**Exercise**
Each line with the word "elems" must appear in the answer, copied from the records.

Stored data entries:
------------------------------------

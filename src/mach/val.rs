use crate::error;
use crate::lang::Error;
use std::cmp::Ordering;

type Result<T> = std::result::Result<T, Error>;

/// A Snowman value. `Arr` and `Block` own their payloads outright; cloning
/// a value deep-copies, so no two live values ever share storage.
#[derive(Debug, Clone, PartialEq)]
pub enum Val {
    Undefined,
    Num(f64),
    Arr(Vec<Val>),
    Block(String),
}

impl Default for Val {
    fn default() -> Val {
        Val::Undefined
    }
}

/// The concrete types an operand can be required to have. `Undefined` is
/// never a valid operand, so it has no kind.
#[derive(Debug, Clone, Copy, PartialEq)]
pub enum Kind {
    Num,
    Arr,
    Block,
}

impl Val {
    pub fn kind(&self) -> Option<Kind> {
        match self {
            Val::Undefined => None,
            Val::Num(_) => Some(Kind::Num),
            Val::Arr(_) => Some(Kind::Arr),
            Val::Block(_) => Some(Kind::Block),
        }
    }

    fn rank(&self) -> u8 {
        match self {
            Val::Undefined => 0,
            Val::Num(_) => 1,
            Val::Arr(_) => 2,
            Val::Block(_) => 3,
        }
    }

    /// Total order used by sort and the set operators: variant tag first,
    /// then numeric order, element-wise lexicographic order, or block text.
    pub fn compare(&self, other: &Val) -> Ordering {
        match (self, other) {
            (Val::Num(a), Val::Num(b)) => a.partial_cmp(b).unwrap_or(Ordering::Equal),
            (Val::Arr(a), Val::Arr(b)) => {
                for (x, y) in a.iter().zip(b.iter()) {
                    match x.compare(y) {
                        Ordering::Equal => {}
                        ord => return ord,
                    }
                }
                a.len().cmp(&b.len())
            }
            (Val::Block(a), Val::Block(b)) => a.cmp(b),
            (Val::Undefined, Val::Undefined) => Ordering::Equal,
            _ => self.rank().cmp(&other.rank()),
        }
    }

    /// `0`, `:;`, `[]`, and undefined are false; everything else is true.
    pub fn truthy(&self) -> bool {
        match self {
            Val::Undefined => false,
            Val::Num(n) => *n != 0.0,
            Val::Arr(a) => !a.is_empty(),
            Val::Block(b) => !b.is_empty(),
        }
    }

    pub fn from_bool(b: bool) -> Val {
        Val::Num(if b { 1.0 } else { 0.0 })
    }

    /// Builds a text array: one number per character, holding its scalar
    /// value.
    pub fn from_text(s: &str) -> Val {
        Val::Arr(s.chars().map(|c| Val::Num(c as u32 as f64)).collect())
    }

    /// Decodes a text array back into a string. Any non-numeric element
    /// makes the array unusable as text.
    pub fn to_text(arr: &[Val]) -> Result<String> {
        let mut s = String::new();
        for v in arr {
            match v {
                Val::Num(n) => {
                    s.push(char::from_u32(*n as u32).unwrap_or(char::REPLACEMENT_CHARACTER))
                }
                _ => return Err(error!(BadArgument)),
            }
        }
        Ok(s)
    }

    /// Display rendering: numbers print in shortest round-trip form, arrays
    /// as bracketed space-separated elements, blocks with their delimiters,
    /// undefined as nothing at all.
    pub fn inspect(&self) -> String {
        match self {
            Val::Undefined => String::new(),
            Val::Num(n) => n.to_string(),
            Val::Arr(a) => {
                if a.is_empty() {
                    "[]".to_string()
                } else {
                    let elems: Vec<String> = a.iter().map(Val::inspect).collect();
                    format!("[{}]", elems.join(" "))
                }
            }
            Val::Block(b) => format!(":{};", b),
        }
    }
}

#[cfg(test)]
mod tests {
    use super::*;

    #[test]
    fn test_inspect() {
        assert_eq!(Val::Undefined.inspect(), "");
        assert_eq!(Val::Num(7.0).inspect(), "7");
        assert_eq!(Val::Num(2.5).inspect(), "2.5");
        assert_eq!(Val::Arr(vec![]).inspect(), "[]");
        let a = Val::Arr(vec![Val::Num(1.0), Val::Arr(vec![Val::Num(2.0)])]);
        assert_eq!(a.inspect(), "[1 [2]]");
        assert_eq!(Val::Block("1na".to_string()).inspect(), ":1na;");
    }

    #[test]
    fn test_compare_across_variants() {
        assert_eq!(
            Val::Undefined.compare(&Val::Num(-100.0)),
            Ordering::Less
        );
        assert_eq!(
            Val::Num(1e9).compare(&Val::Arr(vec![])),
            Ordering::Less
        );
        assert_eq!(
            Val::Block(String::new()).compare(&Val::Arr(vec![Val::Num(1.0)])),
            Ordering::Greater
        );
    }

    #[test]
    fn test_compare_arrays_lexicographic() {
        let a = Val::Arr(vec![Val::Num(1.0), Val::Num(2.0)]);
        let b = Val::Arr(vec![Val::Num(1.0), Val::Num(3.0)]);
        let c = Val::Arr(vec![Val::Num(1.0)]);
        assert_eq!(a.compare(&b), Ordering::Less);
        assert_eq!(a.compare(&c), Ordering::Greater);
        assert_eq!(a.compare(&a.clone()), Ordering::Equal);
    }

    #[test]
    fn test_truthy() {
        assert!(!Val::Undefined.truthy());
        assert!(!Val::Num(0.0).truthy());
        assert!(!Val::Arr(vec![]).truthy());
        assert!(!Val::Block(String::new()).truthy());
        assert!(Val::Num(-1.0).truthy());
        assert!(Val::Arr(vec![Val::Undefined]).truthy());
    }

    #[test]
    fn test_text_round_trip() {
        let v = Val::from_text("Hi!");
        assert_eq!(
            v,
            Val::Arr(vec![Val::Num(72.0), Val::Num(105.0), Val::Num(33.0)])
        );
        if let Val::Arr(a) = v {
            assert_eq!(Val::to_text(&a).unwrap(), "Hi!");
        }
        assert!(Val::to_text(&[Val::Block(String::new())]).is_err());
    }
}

------------------------------------

**Solution**
                    let elems: Vec<String> = a.iter().map(Val::inspect).collect();
                    format!("[{}]", elems.join(" "))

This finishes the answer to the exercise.